Bug 1580361

Summary:	rpc: ABRT, SEGV in rpcsvc_handle_disconnect->glusterd_rpcsvc_notify
Product:	[Community] GlusterFS	Reporter:	Kaleb KEITHLEY <kkeithle>
Component:	glusterd	Assignee:	bugs <bugs>
Status:	CLOSED INSUFFICIENT_DATA	QA Contact:
Severity:	unspecified	Docs Contact:
Priority:	unspecified
Version:	mainline	CC:	amukherj, bugs, jeff, kkeithle
Target Milestone:	---
Target Release:	---
Hardware:	x86_64
OS:	Linux
Whiteboard:
Fixed In Version:		Doc Type:	If docs needed, set a value
Doc Text:		Story Points:	---
Clone Of:		Environment:
Last Closed:	2018-12-05 06:55:05 UTC	Type:	Bug
Regression:	---	Mount Type:	---
Documentation:	---	CRM:
Verified Versions:		Category:	---
oVirt Team:	---	RHEL 7.3 requirements from Atomic Host:
Cloudforms Team:	---	Target Upstream Version:
Embargoed:

Description Kaleb KEITHLEY 2018-05-21 11:07:19 UTC

Description of problem:


Version-Release number of selected component (if applicable):


How reproducible:


Steps to Reproduce:
1.
2.
3.

Actual results:


Expected results:


Additional info:

Comment 1 Kaleb KEITHLEY 2018-05-21 11:09:46 UTC

See https://retrace.fedoraproject.org/faf/reports/2170288/

includes a rudimentary BT

Comment 2 Jeff Darcy 2018-05-21 12:11:20 UTC

I see there's some RDMA code in the stack trace. Any chance this is RDMA-specific, e.g. some kind of ordering/serialization assumption fulfilled by the socket code but not by the RDMA code? That wouldn't necessarily mean it's a flaw in the RDMA code or should be fixed there, but might provide a useful hint. Or maybe it's pure coincidence.
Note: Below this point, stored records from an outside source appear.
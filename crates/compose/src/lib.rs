//! # servarr-compose
//!
//! Builds the deployment plan: namespace, media storage, databases, the
//! Preparr chart release with its values, and Jellyseerr.
//! This crate depends on `config`, `domain`, and `shared`.

#![deny(clippy::unwrap_used)]
#![deny(clippy::expect_used)]

/// App ports, images, and storage mounts.
pub mod catalog;
/// Plan composition.
pub mod compose;
/// Plan resource types.
pub mod plan;
/// Secret exposure policy.
pub mod secrets;
/// Metrics exporter sidecar.
pub mod sidecar;
/// Preparr chart values.
pub mod values;

pub use catalog::{AppProfile, PREPARR_APPS, profile, template_apps};
pub use compose::{
    DirTemplateSource, StaticTemplateSource, TemplateSource, compose_plan, compose_plan_with,
    plan_databases,
};
pub use plan::{DeploymentPlan, ResourceKind, ResourceRef};
pub use secrets::SecretPolicy;
pub use sidecar::{ExporterSidecar, exporter_sidecar};
pub use values::{AppConfigValues, AppValues, PreparrValues};

/// Returns the compose crate version.
#[must_use]
pub const fn compose_crate_version() -> &'static str {
    env!("CARGO_PKG_VERSION")
}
Comment 3 Atin Mukherjee 2018-06-18 03:40:29 UTC

Do we have a reproducer for this?

Comment 4 Kaleb KEITHLEY 2018-06-18 11:34:07 UTC

No, _I_ don't have a reproducer.

This is an automated ABRT report coming from boxes running community gluster installed from the CentOS Storage SIG repos.

I'm simply relaying the report that gets forwarded to me as the Gluster packager in Fedora. (CentOS ABRTs get sent to Fedora.)

Although as you can see at the link posted in Comment 1 it has occurred 67 times, so it seems like it should be easy to reproduce.

Comment 5 Atin Mukherjee 2018-10-05 02:38:48 UTC

Kaleb - do you still see this happening? I'm looking for a core file (specifically the complete backtrace) and the test which is run to get to the crash by which we can begin the investigation.

Comment 6 Shyamsundar 2018-10-23 14:54:00 UTC

Release 3.12 has been EOLd and this bug was still found to be in the NEW state, hence moving the version to mainline, to triage the same and take appropriate actions.

Comment 7 Atin Mukherjee 2018-12-05 06:55:05 UTC

Doesn't have sufficient data to debug this. Closing it.